• Activity
Find the string "super" in the listing and report every line that has it.

• Exercise data
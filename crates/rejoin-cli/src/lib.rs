//! rejoin-cli
//!
//! HTTP transport for the reassembly pipeline. The `rejoin` binary wires it to
//! a filesystem store; tests drive the router directly.

pub mod http;

pub use http::router;
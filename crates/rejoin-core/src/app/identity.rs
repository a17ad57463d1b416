//! Content identity of the joined bytes.

use bytes::Bytes;

use crate::domain::JoinedArtifact;

/// Computes the content hash (MD5, lowercase hex) and size of joined bytes.
///
/// Pure: the same bytes always give the same identity.
#[derive(Debug, Clone, Copy, Default)]
pub struct ContentIdentity;

impl ContentIdentity {
    pub fn digest(bytes: &[u8]) -> String {
        let digest = md5::compute(bytes);
        hex::encode(digest.as_ref())
    }

    pub fn compute(bytes: Bytes) -> JoinedArtifact {
        let hash = Self::digest(&bytes);
        JoinedArtifact {
            size: bytes.len() as u64,
            hash,
            bytes,
        }
    }
}
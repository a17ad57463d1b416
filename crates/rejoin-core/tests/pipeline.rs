use std::sync::Arc;
use std::time::Duration;

use rand::Rng;
use rejoin_core::app::WireCodec;
use rejoin_core::impls::{FsBlobStore, InMemoryBlobStore};
use rejoin_core::{Coordinator, RejoinConfig, ReplyStatus, ResponseEnvelope, ResponseGate};

fn coordinator(store: &InMemoryBlobStore, config: RejoinConfig) -> Coordinator {
    Coordinator::new(Arc::new(store.clone()), config)
}

#[tokio::test]
async fn joins_chunks_and_publishes_object_with_meta() {
    let store = InMemoryBlobStore::new();
    store.insert("abc123.0", "foo").await;
    store.insert("abc123.1", "bar").await;

    let body = WireCodec::encode_request("abc123", 2).unwrap();
    let reply = coordinator(&store, RejoinConfig::default())
        .respond(&body)
        .await;

    assert_eq!(reply.status, ReplyStatus::Ok);
    assert_eq!(
        reply.envelope,
        ResponseEnvelope::success("3858f62230ac3c915f300c664312c63f")
    );
    assert_eq!(store.get("abc123").await.unwrap().as_ref(), b"foobar");

    let meta: serde_json::Value =
        serde_json::from_slice(&store.get("abc123.meta").await.unwrap()).unwrap();
    assert_eq!(
        meta,
        serde_json::json!({
            "hash": "3858f62230ac3c915f300c664312c63f",
            "size": 6,
            "mime": "application/octet-stream",
        })
    );
}

#[tokio::test]
async fn object_is_written_before_meta() {
    let store = InMemoryBlobStore::new();
    for i in 0..4 {
        store.insert(format!("ord.{i}"), format!("part{i}")).await;
    }

    let body = WireCodec::encode_request("ord", 4).unwrap();
    let reply = coordinator(&store, RejoinConfig::default())
        .respond(&body)
        .await;

    assert_eq!(reply.status, ReplyStatus::Ok);
    assert_eq!(store.opened_writes().await, vec!["ord", "ord.meta"]);
    assert_eq!(store.finished_writes().await, vec!["ord", "ord.meta"]);
}

#[tokio::test]
async fn missing_chunk_publishes_nothing() {
    let store = InMemoryBlobStore::new();
    store.insert("x.0", "a").await;
    store.insert("x.2", "c").await;

    let body = WireCodec::encode_request("x", 3).unwrap();
    let reply = coordinator(&store, RejoinConfig::default())
        .respond(&body)
        .await;

    assert_eq!(reply.status, ReplyStatus::ClientError);
    assert_eq!(reply.envelope, ResponseEnvelope::error("Failed to read chunk"));
    assert!(!store.contains("x").await);
    assert!(!store.contains("x.meta").await);
    assert!(store.opened_writes().await.is_empty());
}

#[tokio::test(start_paused = true)]
async fn one_failing_chunk_gives_one_error_under_any_completion_order() {
    let mut rng = rand::thread_rng();

    for run in 0..25 {
        let store = InMemoryBlobStore::new();
        for i in 0..5 {
            let name = format!("p.{i}");
            store.insert(name.clone(), format!("chunk{i}")).await;
            store
                .delay_read(name, Duration::from_millis(rng.gen_range(0..50)))
                .await;
        }
        store.fail_read("p.3").await;

        let limit = if run % 2 == 0 { None } else { Some(2) };
        let config = RejoinConfig::default().with_max_concurrent_fetches(limit);
        let coordinator = coordinator(&store, config);

        let (gate, rx) = ResponseGate::channel();
        let body = WireCodec::encode_request("p", 5).unwrap();
        coordinator.handle(&body, &gate).await;

        assert!(!gate.send(ResponseEnvelope::success("late")));
        assert_eq!(
            rx.await.unwrap(),
            ResponseEnvelope::error("Failed to read chunk")
        );
        assert!(!store.contains("p").await);
        assert!(!store.contains("p.meta").await);
    }
}

#[tokio::test]
async fn malformed_requests_do_no_store_io() {
    let store = InMemoryBlobStore::new();
    store.insert("abc.0", "a").await;
    let coordinator = coordinator(&store, RejoinConfig::default());

    for body in [
        b"\xc1".to_vec(),
        WireCodec::encode_request("abc", 0).unwrap(),
        WireCodec::encode_request("", 1).unwrap(),
        WireCodec::encode_request("abc", 1_000_000).unwrap(),
    ] {
        let reply = coordinator.respond(&body).await;
        assert_eq!(reply.status, ReplyStatus::ClientError);
        assert_eq!(
            reply.envelope,
            ResponseEnvelope::error("Failed to parse request data")
        );
    }
    assert!(store.opened_writes().await.is_empty());
}

#[tokio::test]
async fn rerun_overwrites_with_identical_content() {
    let store = InMemoryBlobStore::new();
    store.insert("again.0", "same").await;
    let coordinator = coordinator(&store, RejoinConfig::default());
    let body = WireCodec::encode_request("again", 1).unwrap();

    let first = coordinator.respond(&body).await;
    let second = coordinator.respond(&body).await;

    assert_eq!(first, second);
    assert_eq!(store.get("again").await.unwrap().as_ref(), b"same");
}

#[tokio::test]
async fn filesystem_store_end_to_end() {
    let dir = tempfile::tempdir().unwrap();
    let config = RejoinConfig::new("uploads").with_data_dir(dir.path());
    let bucket = config.bucket_dir();
    std::fs::create_dir_all(&bucket).unwrap();
    std::fs::write(bucket.join("doc.0"), b"hello ").unwrap();
    std::fs::write(bucket.join("doc.1"), b"world").unwrap();

    let store = FsBlobStore::new(&bucket).await.unwrap();
    let coordinator = Coordinator::new(Arc::new(store), config);
    let body = WireCodec::encode_request("doc", 2).unwrap();
    let reply = coordinator.respond(&body).await;

    assert_eq!(
        reply.envelope,
        ResponseEnvelope::success("5eb63bbbe01eeed093cb22bb8f5acdc3")
    );
    assert_eq!(std::fs::read(bucket.join("doc")).unwrap(), b"hello world");
    let meta = std::fs::read_to_string(bucket.join("doc.meta")).unwrap();
    assert_eq!(
        meta,
        r#"{"hash":"5eb63bbbe01eeed093cb22bb8f5acdc3","size":11,"mime":"application/octet-stream"}"#
    );
}
//! ChunkFetcher - chunk の並行取得
//!
//! # 学習ポイント
//! - `JoinSet` で chunk ごとに 1 task を spawn し、完了を読むのは呼び出し側 1 箇所だけ
//! - `Semaphore` による同時取得数の上限（設定されている場合のみ）
//! - 最初の失敗で abort フラグを立て、残りの task の結果は捨てる
//!   （task が実際に止まるかどうかに正しさは依存しない）

use std::sync::Arc;
use std::sync::atomic::{AtomicBool, Ordering};

use bytes::BytesMut;
use futures::StreamExt;
use tokio::sync::Semaphore;
use tokio::task::JoinSet;
use tracing::instrument;

use super::joiner::OrderedJoiner;
use crate::domain::{ChunkRef, ChunkResult, ReassemblyRequest, RejoinError};
use crate::ports::BlobStore;

/// Fans out one read task per chunk and feeds completed chunks into an [`OrderedJoiner`].
pub struct ChunkFetcher {
    store: Arc<dyn BlobStore>,
    max_concurrent: Option<usize>,
}

impl ChunkFetcher {
    /// `max_concurrent = None` runs every chunk read at once.
    pub fn new(store: Arc<dyn BlobStore>, max_concurrent: Option<usize>) -> Self {
        Self {
            store,
            max_concurrent: max_concurrent.map(|n| n.max(1)),
        }
    }

    /// Fetch every chunk of `request` and place each into `joiner`.
    ///
    /// Returns on the first failure; results that complete afterwards are discarded.
    #[instrument(skip_all, fields(identifier = %request.identifier(), chunks = request.chunk_count()))]
    pub async fn fetch_into(
        &self,
        request: &ReassemblyRequest,
        joiner: &mut OrderedJoiner,
    ) -> Result<(), RejoinError> {
        let abort = Arc::new(AtomicBool::new(false));
        let permits = self.max_concurrent.map(|n| Arc::new(Semaphore::new(n)));

        let mut tasks = JoinSet::new();
        for chunk in request.chunk_refs() {
            let store = Arc::clone(&self.store);
            let abort = Arc::clone(&abort);
            let permits = permits.clone();

            tasks.spawn(async move {
                let _permit = match permits {
                    Some(sem) => Some(sem.acquire_owned().await.map_err(|_| {
                        RejoinError::Internal("fetch semaphore closed".to_string())
                    })?),
                    None => None,
                };
                fetch_chunk(store.as_ref(), chunk, &abort).await
            });
        }

        while let Some(joined) = tasks.join_next().await {
            let err = match joined {
                Ok(Ok(result)) => {
                    joiner.insert(result)?;
                    continue;
                }
                Ok(Err(err)) => err,
                // panicked task; its index is unknown here
                Err(join_err) => RejoinError::Internal(format!("fetch task failed: {join_err}")),
            };

            abort.store(true, Ordering::Release);
            tasks.abort_all();
            if let RejoinError::ChunkReadFailure { index, source } = &err {
                tracing::warn!(index, error = %source, "chunk read failed; abandoning remaining fetches");
            }
            return Err(err);
        }

        Ok(())
    }
}

async fn fetch_chunk(
    store: &dyn BlobStore,
    chunk: ChunkRef,
    abort: &AtomicBool,
) -> Result<ChunkResult, RejoinError> {
    let index = chunk.index;
    let mut stream = store
        .open_read(&chunk.object_name)
        .await
        .map_err(|e| RejoinError::chunk_read(index, e))?;

    let mut buf = BytesMut::new();
    while let Some(piece) = stream.next().await {
        if abort.load(Ordering::Acquire) {
            return Err(RejoinError::Internal(format!(
                "fetch of chunk {index} abandoned"
            )));
        }
        let piece = piece.map_err(|e| RejoinError::chunk_read(index, e))?;
        buf.extend_from_slice(&piece);
    }

    tracing::trace!(index, bytes = buf.len(), "chunk fetched");
    Ok(ChunkResult::new(index, buf.freeze()))
}
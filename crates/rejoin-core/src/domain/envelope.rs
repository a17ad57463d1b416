//! ResponseEnvelope - 呼び出し側へ返す唯一の response
//!
//! 1 リクエストにつき `Success` か `Error` のどちらか 1 つだけが作られます。

use serde::{Deserialize, Serialize};

use super::errors::RejoinError;

/// Wire shape is either `{ "hash": ... }` or `{ "message": ... }`.
#[derive(Debug, Clone, PartialEq, Eq, Serialize, Deserialize)]
#[serde(untagged)]
pub enum ResponseEnvelope {
    Success { hash: String },
    Error { message: String },
}

impl ResponseEnvelope {
    pub fn success(hash: impl Into<String>) -> Self {
        Self::Success { hash: hash.into() }
    }

    pub fn error(message: impl Into<String>) -> Self {
        Self::Error {
            message: message.into(),
        }
    }

    pub fn is_success(&self) -> bool {
        matches!(self, Self::Success { .. })
    }
}

impl From<&RejoinError> for ResponseEnvelope {
    fn from(err: &RejoinError) -> Self {
        Self::error(err.public_message())
    }
}
//! Coordinator - 1 リクエストのパイプライン全体
//!
//! # 実行フロー
//! 1. body を decode・検証（失敗したら store には触れない）
//! 2. `ChunkFetcher` で全 chunk を並行取得し `OrderedJoiner` に格納
//! 3. 全 chunk が揃ったら連結し、`ContentIdentity` で hash と size を計算
//! 4. `Publisher` で object → `.meta` の順に書き込み
//! 5. 成功・失敗どちらの経路も `ResponseGate` を通して response を 1 回だけ返す

use std::sync::Arc;

use tracing::instrument;

use super::codec::WireCodec;
use super::fetcher::ChunkFetcher;
use super::gate::ResponseGate;
use super::identity::ContentIdentity;
use super::joiner::OrderedJoiner;
use super::publisher::Publisher;
use crate::config::RejoinConfig;
use crate::domain::{
    Completion, MetaRecord, ReassemblyRequest, ReassemblyState, RejoinError, ResponseEnvelope,
    StateTracker,
};
use crate::ports::BlobStore;

/// Transport-neutral outcome class of a reply.
#[derive(Debug, Clone, Copy, PartialEq, Eq)]
pub enum ReplyStatus {
    Ok,
    ClientError,
}

#[derive(Debug, Clone, PartialEq, Eq)]
pub struct Reply {
    pub status: ReplyStatus,
    pub envelope: ResponseEnvelope,
}

impl From<ResponseEnvelope> for Reply {
    fn from(envelope: ResponseEnvelope) -> Self {
        let status = if envelope.is_success() {
            ReplyStatus::Ok
        } else {
            ReplyStatus::ClientError
        };
        Self { status, envelope }
    }
}

/// Drives one reassembly request from raw body to response.
///
/// Holds no per-request state; one instance serves any number of concurrent
/// requests.
pub struct Coordinator {
    store: Arc<dyn BlobStore>,
    config: RejoinConfig,
}

impl Coordinator {
    pub fn new(store: Arc<dyn BlobStore>, config: RejoinConfig) -> Self {
        Self { store, config }
    }

    /// Run the pipeline and return its single reply.
    pub async fn respond(&self, body: &[u8]) -> Reply {
        let (gate, rx) = ResponseGate::channel();
        self.handle(body, &gate).await;
        match rx.await {
            Ok(envelope) => envelope.into(),
            // handle always sends; reaching this means the gate was bypassed
            Err(_) => ResponseEnvelope::error("Failed to join chunks").into(),
        }
    }

    /// Run the pipeline and answer through `gate`.
    #[instrument(skip_all, fields(backend = self.store.backend_name(), bytes = body.len()))]
    pub async fn handle(&self, body: &[u8], gate: &ResponseGate) {
        let mut state = StateTracker::new();
        let outcome = match WireCodec::decode_request(body, self.config.max_chunks) {
            Ok(request) => self.pipeline(&request, &mut state).await,
            Err(err) => Err(err),
        };

        let (completion, envelope) = match outcome {
            Ok(meta) => {
                tracing::info!(hash = %meta.hash, size = meta.size, "reassembly complete");
                (Completion::Success, ResponseEnvelope::success(meta.hash))
            }
            Err(err) => {
                tracing::warn!(error = %err, stage = %state.current(), "reassembly failed");
                (Completion::Failure, ResponseEnvelope::from(&err))
            }
        };

        if let Err(err) = state.advance(ReassemblyState::Responded(completion)) {
            tracing::error!(error = %err, "unexpected terminal transition");
        }
        gate.send(envelope);
    }

    /// Fetch, join, hash and publish a validated request.
    pub async fn reassemble(&self, request: &ReassemblyRequest) -> Result<MetaRecord, RejoinError> {
        let mut state = StateTracker::new();
        self.pipeline(request, &mut state).await
    }

    #[instrument(skip_all, fields(identifier = %request.identifier(), chunks = request.chunk_count()))]
    async fn pipeline(
        &self,
        request: &ReassemblyRequest,
        state: &mut StateTracker,
    ) -> Result<MetaRecord, RejoinError> {
        state.advance(ReassemblyState::Fetching)?;
        let fetcher = ChunkFetcher::new(
            Arc::clone(&self.store),
            self.config.max_concurrent_fetches,
        );
        let mut joiner = OrderedJoiner::new(request.chunk_count());
        fetcher.fetch_into(request, &mut joiner).await?;

        state.advance(ReassemblyState::Joining)?;
        let joined = joiner.finish()?;

        state.advance(ReassemblyState::Hashing)?;
        let artifact = ContentIdentity::compute(joined);
        tracing::debug!(hash = %artifact.hash, size = artifact.size, "content identity computed");

        state.advance(ReassemblyState::Publishing)?;
        let publisher = Publisher::new(
            Arc::clone(&self.store),
            self.config.mime.clone(),
            self.config.write_chunk_size,
        );
        publisher.publish(request, &artifact).await
    }
}
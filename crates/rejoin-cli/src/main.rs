//! rejoin binary.

use std::net::SocketAddr;
use std::path::PathBuf;
use std::sync::Arc;

use anyhow::{Context, Result};
use clap::{Args, Parser, Subcommand};
use rejoin_core::config::{DEFAULT_MAX_CHUNKS, DEFAULT_MIME};
use rejoin_core::impls::FsBlobStore;
use rejoin_core::{Coordinator, ReassemblyRequest, RejoinConfig};
use tracing_subscriber::{layer::SubscriberExt, util::SubscriberInitExt};

/// rejoin - reassemble chunked blobs into one object
#[derive(Parser, Debug)]
#[command(name = "rejoin")]
#[command(version, about, long_about = None)]
struct Cli {
    #[command(flatten)]
    store: StoreArgs,

    #[command(subcommand)]
    command: Command,
}

#[derive(Args, Debug)]
struct StoreArgs {
    /// Bucket all chunks are read from and joined objects are written to
    #[arg(long, env = "REJOIN_BUCKET", default_value = "rejoin", global = true)]
    bucket: String,

    /// Root directory holding one subdirectory per bucket
    #[arg(long, env = "REJOIN_DATA_DIR", default_value = "data", global = true)]
    data_dir: PathBuf,

    /// Cap on concurrent chunk reads per request (unbounded when unset)
    #[arg(long, env = "REJOIN_MAX_CONCURRENT_FETCHES", global = true)]
    max_concurrent_fetches: Option<usize>,

    /// Largest chunk count a request may ask for
    #[arg(long, env = "REJOIN_MAX_CHUNKS", default_value_t = DEFAULT_MAX_CHUNKS, global = true)]
    max_chunks: u32,

    /// MIME type recorded in the .meta sidecar
    #[arg(long, env = "REJOIN_MIME", default_value = DEFAULT_MIME, global = true)]
    mime: String,
}

#[derive(Subcommand, Debug)]
enum Command {
    /// Serve POST /join over HTTP
    Serve {
        #[arg(long, env = "REJOIN_BIND", default_value = "0.0.0.0:8080")]
        bind: String,
    },
    /// Join one set of chunks and print the resulting hash
    Join {
        #[arg(long)]
        hash: String,
        #[arg(long)]
        chunks: i64,
    },
}

impl StoreArgs {
    fn into_config(self) -> RejoinConfig {
        RejoinConfig {
            bucket: self.bucket,
            data_dir: self.data_dir,
            max_concurrent_fetches: self.max_concurrent_fetches,
            max_chunks: self.max_chunks,
            mime: self.mime,
            ..RejoinConfig::default()
        }
    }
}

#[tokio::main]
async fn main() -> Result<()> {
    let cli = Cli::parse();

    tracing_subscriber::registry()
        .with(
            tracing_subscriber::EnvFilter::try_from_default_env()
                .unwrap_or_else(|_| "info,tower_http=info".into()),
        )
        .with(tracing_subscriber::fmt::layer())
        .init();

    let config = cli.store.into_config();
    config.validate().context("invalid configuration")?;

    let bucket_dir = config.bucket_dir();
    let store = FsBlobStore::new(&bucket_dir)
        .await
        .with_context(|| format!("failed to open bucket at {}", bucket_dir.display()))?;
    tracing::info!(bucket = %config.bucket, root = %bucket_dir.display(), "store ready");

    match cli.command {
        Command::Serve { bind } => serve(store, config, &bind).await,
        Command::Join { hash, chunks } => join_once(store, config, hash, chunks).await,
    }
}

async fn serve(store: FsBlobStore, config: RejoinConfig, bind: &str) -> Result<()> {
    let coordinator = Arc::new(Coordinator::new(Arc::new(store), config));
    let app = rejoin_cli::router(coordinator);

    let addr: SocketAddr = bind.parse().context("invalid bind address")?;
    tracing::info!("Listening on {}", addr);

    let listener = tokio::net::TcpListener::bind(addr)
        .await
        .with_context(|| format!("failed to bind to {}", addr))?;
    axum::serve(listener, app)
        .with_graceful_shutdown(shutdown_signal())
        .await?;

    Ok(())
}

async fn join_once(store: FsBlobStore, config: RejoinConfig, hash: String, chunks: i64) -> Result<()> {
    let request = ReassemblyRequest::new(hash, chunks, config.max_chunks)?;
    let coordinator = Coordinator::new(Arc::new(store), config);
    let meta = coordinator
        .reassemble(&request)
        .await
        .with_context(|| format!("failed to join {}", request.identifier()))?;
    println!("{}", meta.hash);
    Ok(())
}

async fn shutdown_signal() {
    if let Err(e) = tokio::signal::ctrl_c().await {
        tracing::error!(error = %e, "failed to listen for shutdown signal");
    }
    tracing::info!("shutting down");
}
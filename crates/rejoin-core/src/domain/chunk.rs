//! The unit produced by one fetch task.

use bytes::Bytes;

/// Bytes of one chunk, tagged with the index it was fetched for.
///
/// Produced by exactly one fetch task and consumed once by the joiner.
#[derive(Debug, Clone, PartialEq, Eq)]
pub struct ChunkResult {
    pub index: u32,
    pub bytes: Bytes,
}

impl ChunkResult {
    pub fn new(index: u32, bytes: impl Into<Bytes>) -> Self {
        Self {
            index,
            bytes: bytes.into(),
        }
    }
}
//! ResponseGate - response をちょうど 1 回だけ送るための関門
//!
//! 送信側は `Option<oneshot::Sender>` を 1 つ持つだけで、`send` で `take()` した
//! 最初の呼び出しだけが実際に送ります。2 回目以降は何もせず `false` を返します。

use std::sync::Mutex;

use tokio::sync::oneshot;

use crate::domain::ResponseEnvelope;

pub struct ResponseGate {
    sender: Mutex<Option<oneshot::Sender<ResponseEnvelope>>>,
}

impl ResponseGate {
    /// Create a gate and the receiver that observes its single response.
    pub fn channel() -> (Self, oneshot::Receiver<ResponseEnvelope>) {
        let (tx, rx) = oneshot::channel();
        (
            Self {
                sender: Mutex::new(Some(tx)),
            },
            rx,
        )
    }

    /// Send `envelope` if nothing has been sent yet.
    ///
    /// Returns `true` only for the call that won the gate. A dropped receiver
    /// still closes the gate.
    pub fn send(&self, envelope: ResponseEnvelope) -> bool {
        let sender = {
            let mut guard = self.sender.lock().unwrap_or_else(|p| p.into_inner());
            guard.take()
        };
        match sender {
            Some(tx) => {
                if tx.send(envelope).is_err() {
                    tracing::debug!("response receiver dropped before send");
                }
                true
            }
            None => {
                tracing::warn!("response already sent; dropping second envelope");
                false
            }
        }
    }

    pub fn is_sent(&self) -> bool {
        self.sender
            .lock()
            .unwrap_or_else(|p| p.into_inner())
            .is_none()
    }
}
//! Impls - ports の実装
//!
//! # 含まれる実装
//! - **InMemoryBlobStore**: 開発用・テスト用（遅延・失敗の注入ができる）
//! - **FsBlobStore**: ローカルディレクトリを bucket とみなす実装
//!
//! # 本番用実装
//! S3 / GCS などのクライアントは `BlobStore` を実装した別クレートに置く想定です。

pub mod fs_store;
pub mod memory_store;

pub use self::fs_store::FsBlobStore;
pub use self::memory_store::InMemoryBlobStore;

• Solution
use super::joiner::OrderedJoiner;
use super::errors::RejoinError;
use super::codec::WireCodec;
use super::fetcher::ChunkFetcher;
use super::gate::ResponseGate;
use super::identity::ContentIdentity;
use super::joiner::OrderedJoiner;
use super::publisher::Publisher;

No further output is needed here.